23
Condor
4y

!dev && rant

What's people's problem with Wikipedia.

Earlier this week I told my cleaning lady about how Black Friday was so pointless this year, and apparently it's the first thing she heard about Black Friday (she's in her late 30's and a mother of 2, go figure). Not only that but she believed that it occurred every end of the month because someone else told her so. She said it would make sense because it's close to everyone's payday.

So I go and look up some information about Black Friday for her. All the DDG results somehow shit or cluttered by marketing wank.. your guess is as good as mine. Anyway, appended Wikipedia to get some reasonably good information quick. And that looked for all the world like that was the case. Apparently it's got to do with American Thanksgiving.. who knew?

She still didn't believe it. "But that's Wikipedia..." So she looked it up on her own phone on some random local site.. it confirmed that indeed it occurs once a year. Well, confirmed to the extent that there was "2017", "2018" and "2019" on the page... Yeah.

Finally she believed it. At least she didn't double down on it anymore.

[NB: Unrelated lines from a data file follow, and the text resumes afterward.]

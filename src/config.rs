use crate::models::BucketPair;
use anyhow::{Context, Result};
use clap::{Parser, ValueEnum};
use std::{env, fmt::Display, path::PathBuf, str::FromStr};

pub const MB: usize = 1024 * 1024;
pub const DEFAULT_HASH_BLOCK_SIZE: usize = 100 * MB;
pub const DEFAULT_MAX_TIMESTAMP_DELTA: i64 = 60;
pub const DEFAULT_MAX_OBJECT_COUNT: usize = 1000;
pub const DEFAULT_DATA_DIR: &str = "./data";

/// Pairs replicated when neither `--pair` nor `BUCKET_SYNC_PAIRS` is given.
pub const DEFAULT_BUCKET_PAIRS: [(&str, &str, &str, &str); 1] =
    [("boto-source", "ray-boto-source", "boto-dest", "ray-boto-dest")];

/// Change-detection strategy, selected once at startup.
///
/// Each variant carries only the parameters its rule needs.
#[derive(Debug, Clone, Copy, PartialEq, Eq)]
pub enum CheckMode {
    /// Sync objects modified after the previous completed run.
    LastRunTimestamp,
    /// Sync objects missing from the destination.
    Existence,
    /// Sync objects at least `max_delta_seconds` newer than their destination copy.
    TimestampDelta { max_delta_seconds: i64 },
    /// Stage every object and compare its digest with the hash store.
    ContentHash {
        block_size: usize,
        on_mismatch: HashMismatchPolicy,
        record_at: HashRecordTiming,
    },
}

/// What the content-hash strategy does when a stored digest differs from
/// the freshly computed one.
#[derive(Debug, Clone, Copy, PartialEq, Eq, Default, ValueEnum)]
pub enum HashMismatchPolicy {
    /// Record the new digest and transfer the object.
    #[default]
    Refresh,
    /// Keep the first recorded digest forever and skip the transfer.
    Pinned,
}

/// When the content-hash strategy writes the digest it owes the hash store.
#[derive(Debug, Clone, Copy, PartialEq, Eq, Default, ValueEnum)]
pub enum HashRecordTiming {
    /// Right after the comparison, before any upload. Dry runs and failed
    /// uploads still leave the record behind.
    #[default]
    BeforeTransfer,
    /// Only once the upload succeeded; dry runs never touch the store.
    AfterUpload,
}

/// Strategy names accepted on the command line and in the environment.
#[derive(Debug, Clone, Copy, PartialEq, Eq, ValueEnum)]
pub enum CheckModeKind {
    LastRunTimestamp,
    Existence,
    TimestampDelta,
    ContentHash,
}

/// Centralized application configuration.
/// Combines compiled-in defaults, environment variables and CLI arguments.
#[derive(Debug, Clone)]
pub struct AppConfig {
    pub check_mode: CheckMode,
    pub max_object_count: usize,
    pub dry_run: bool,
    pub data_dir: PathBuf,
    pub tmp_dir: PathBuf,
    pub database_url: String,
    pub marker_path: PathBuf,
    pub bucket_pairs: Vec<BucketPair>,
}

/// Command-line + environment configuration.
#[derive(Parser, Debug, Default)]
#[command(author, version, about = "Replicate changed objects between buckets")]
pub struct Args {
    /// Change-detection strategy (overrides BUCKET_SYNC_CHECK_MODE)
    #[arg(long, value_enum)]
    pub check_mode: Option<CheckModeKind>,

    /// Minimum age difference in seconds for timestamp-delta (overrides BUCKET_SYNC_MAX_TIMESTAMP_DELTA)
    #[arg(long)]
    pub max_timestamp_delta: Option<i64>,

    /// Read block size in bytes for content hashing (overrides BUCKET_SYNC_HASH_BLOCK_SIZE)
    #[arg(long)]
    pub hash_block_size: Option<usize>,

    /// Behavior when a stored digest differs (overrides BUCKET_SYNC_ON_HASH_MISMATCH)
    #[arg(long, value_enum)]
    pub on_hash_mismatch: Option<HashMismatchPolicy>,

    /// When a content-hash digest is recorded (overrides BUCKET_SYNC_RECORD_HASH)
    #[arg(long, value_enum)]
    pub record_hash: Option<HashRecordTiming>,

    /// Objects evaluated per bucket pass (overrides BUCKET_SYNC_MAX_OBJECT_COUNT)
    #[arg(long)]
    pub max_object_count: Option<usize>,

    /// Stage objects but skip uploads and marker updates (overrides BUCKET_SYNC_DRY_RUN)
    #[arg(long)]
    pub dry_run: bool,

    /// Directory holding the hash database and marker (overrides BUCKET_SYNC_DATA_DIR)
    #[arg(long)]
    pub data_dir: Option<PathBuf>,

    /// Staging directory (overrides BUCKET_SYNC_TMP_DIR)
    #[arg(long)]
    pub tmp_dir: Option<PathBuf>,

    /// Hash database URL (overrides BUCKET_SYNC_DATABASE_URL)
    #[arg(long)]
    pub database_url: Option<String>,

    /// Last-run marker file (overrides BUCKET_SYNC_MARKER_PATH)
    #[arg(long)]
    pub marker_path: Option<PathBuf>,

    /// Bucket pair `src_profile:src_bucket:dst_profile:dst_bucket`, repeatable (overrides BUCKET_SYNC_PAIRS)
    #[arg(long = "pair")]
    pub pairs: Vec<String>,
}

impl AppConfig {
    /// Configuration rooted at `data_dir` with every other option at its default.
    pub fn new(data_dir: impl Into<PathBuf>, check_mode: CheckMode) -> Self {
        let data_dir = data_dir.into();
        Self {
            check_mode,
            max_object_count: DEFAULT_MAX_OBJECT_COUNT,
            dry_run: false,
            tmp_dir: data_dir.join("tmp"),
            database_url: format!("sqlite://{}", data_dir.join("hashes.db").display()),
            marker_path: data_dir.join("last_run.txt"),
            bucket_pairs: default_bucket_pairs(),
            data_dir,
        }
    }

    /// Parse environment variables + CLI args into AppConfig.
    pub fn from_env_and_args() -> Result<Self> {
        let args = Args::parse();
        Self::from_sources(args, |name| env::var(name).ok())
    }

    /// Merge CLI args over environment values over compiled-in defaults.
    pub fn from_sources(args: Args, env: impl Fn(&str) -> Option<String>) -> Result<Self> {
        let kind = match args.check_mode {
            Some(kind) => kind,
            None => match env("BUCKET_SYNC_CHECK_MODE") {
                Some(value) => CheckModeKind::from_str(&value, true).map_err(|err| {
                    anyhow::anyhow!("parsing BUCKET_SYNC_CHECK_MODE value `{}`: {}", value, err)
                })?,
                None => CheckModeKind::LastRunTimestamp,
            },
        };

        let check_mode = match kind {
            CheckModeKind::LastRunTimestamp => CheckMode::LastRunTimestamp,
            CheckModeKind::Existence => CheckMode::Existence,
            CheckModeKind::TimestampDelta => {
                let max_delta_seconds = match args.max_timestamp_delta {
                    Some(value) => value,
                    None => parse_env(&env, "BUCKET_SYNC_MAX_TIMESTAMP_DELTA")?
                        .unwrap_or(DEFAULT_MAX_TIMESTAMP_DELTA),
                };
                if max_delta_seconds < 0 {
                    anyhow::bail!(
                        "max timestamp delta must not be negative, got {}",
                        max_delta_seconds
                    );
                }
                CheckMode::TimestampDelta { max_delta_seconds }
            }
            CheckModeKind::ContentHash => {
                let block_size = match args.hash_block_size {
                    Some(value) => value,
                    None => parse_env(&env, "BUCKET_SYNC_HASH_BLOCK_SIZE")?
                        .unwrap_or(DEFAULT_HASH_BLOCK_SIZE),
                };
                if block_size == 0 {
                    anyhow::bail!("hash block size must be greater than zero");
                }
                let on_mismatch = match args.on_hash_mismatch {
                    Some(policy) => policy,
                    None => match env("BUCKET_SYNC_ON_HASH_MISMATCH") {
                        Some(value) => HashMismatchPolicy::from_str(&value, true).map_err(|err| {
                            anyhow::anyhow!(
                                "parsing BUCKET_SYNC_ON_HASH_MISMATCH value `{}`: {}",
                                value,
                                err
                            )
                        })?,
                        None => HashMismatchPolicy::default(),
                    },
                };
                let record_at = match args.record_hash {
                    Some(timing) => timing,
                    None => match env("BUCKET_SYNC_RECORD_HASH") {
                        Some(value) => HashRecordTiming::from_str(&value, true).map_err(|err| {
                            anyhow::anyhow!(
                                "parsing BUCKET_SYNC_RECORD_HASH value `{}`: {}",
                                value,
                                err
                            )
                        })?,
                        None => HashRecordTiming::default(),
                    },
                };
                CheckMode::ContentHash {
                    block_size,
                    on_mismatch,
                    record_at,
                }
            }
        };

        let data_dir = args
            .data_dir
            .or_else(|| env("BUCKET_SYNC_DATA_DIR").map(PathBuf::from))
            .unwrap_or_else(|| PathBuf::from(DEFAULT_DATA_DIR));
        let mut cfg = Self::new(data_dir, check_mode);

        if let Some(count) = args.max_object_count {
            cfg.max_object_count = count;
        } else if let Some(count) = parse_env(&env, "BUCKET_SYNC_MAX_OBJECT_COUNT")? {
            cfg.max_object_count = count;
        }

        cfg.dry_run = args.dry_run || parse_env::<bool>(&env, "BUCKET_SYNC_DRY_RUN")?.unwrap_or(false);

        if let Some(tmp) = args.tmp_dir.or_else(|| env("BUCKET_SYNC_TMP_DIR").map(PathBuf::from)) {
            cfg.tmp_dir = tmp;
        }
        if let Some(url) = args.database_url.or_else(|| env("BUCKET_SYNC_DATABASE_URL")) {
            cfg.database_url = url;
        }
        if let Some(marker) = args
            .marker_path
            .or_else(|| env("BUCKET_SYNC_MARKER_PATH").map(PathBuf::from))
        {
            cfg.marker_path = marker;
        }

        let raw_pairs = if !args.pairs.is_empty() {
            args.pairs
        } else if let Some(value) = env("BUCKET_SYNC_PAIRS") {
            value
                .split(',')
                .filter(|s| !s.trim().is_empty())
                .map(str::to_string)
                .collect()
        } else {
            Vec::new()
        };
        if !raw_pairs.is_empty() {
            cfg.bucket_pairs = raw_pairs
                .iter()
                .map(|raw| raw.parse::<BucketPair>())
                .collect::<Result<_, _>>()
                .context("parsing bucket pairs")?;
        }

        Ok(cfg)
    }
}

pub fn default_bucket_pairs() -> Vec<BucketPair> {
    DEFAULT_BUCKET_PAIRS
        .iter()
        .map(|(sp, sb, dp, db)| BucketPair::new(*sp, *sb, *dp, *db))
        .collect()
}

fn parse_env<T>(env: &impl Fn(&str) -> Option<String>, name: &str) -> Result<Option<T>>
where
    T: FromStr,
    T::Err: Display,
{
    match env(name) {
        Some(value) => value
            .trim()
            .parse::<T>()
            .map(Some)
            .map_err(|err| anyhow::anyhow!("parsing {} value `{}`: {}", name, value, err)),
        None => Ok(None),
    }
}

But seriously.. you're gonna take the words of one random person over a medium that's constantly being improved under the many eyes principle?

"People can edit Wikipedia so therefore it's bad"

I really don't get people...

Comments
  • 10
    But people can edit anything so its bad

    Better believe what demented aunt Betty said 5 years ago when she was ranting about the word black again
  • 5
    It happens more often than you might think. People will change shit just to back up their own arguments lol. But yeah Black Friday is the Friday after Thanksgiving. There's also a "small business Saturday" and then cyber Monday ofc.
  • 7
    @alexbrooklyn Woooooooow, not Black Betty!😅

    @condor, some people enjoy living under a rock hidden away from society and it's money grabbing deals.
  • 0
    Well yes'nt.
    Untrusted people's ability to modify Wikipedia could theoretically endanger it as an 'untrusted source'.
    (Also the reason why my school forbids use of it.)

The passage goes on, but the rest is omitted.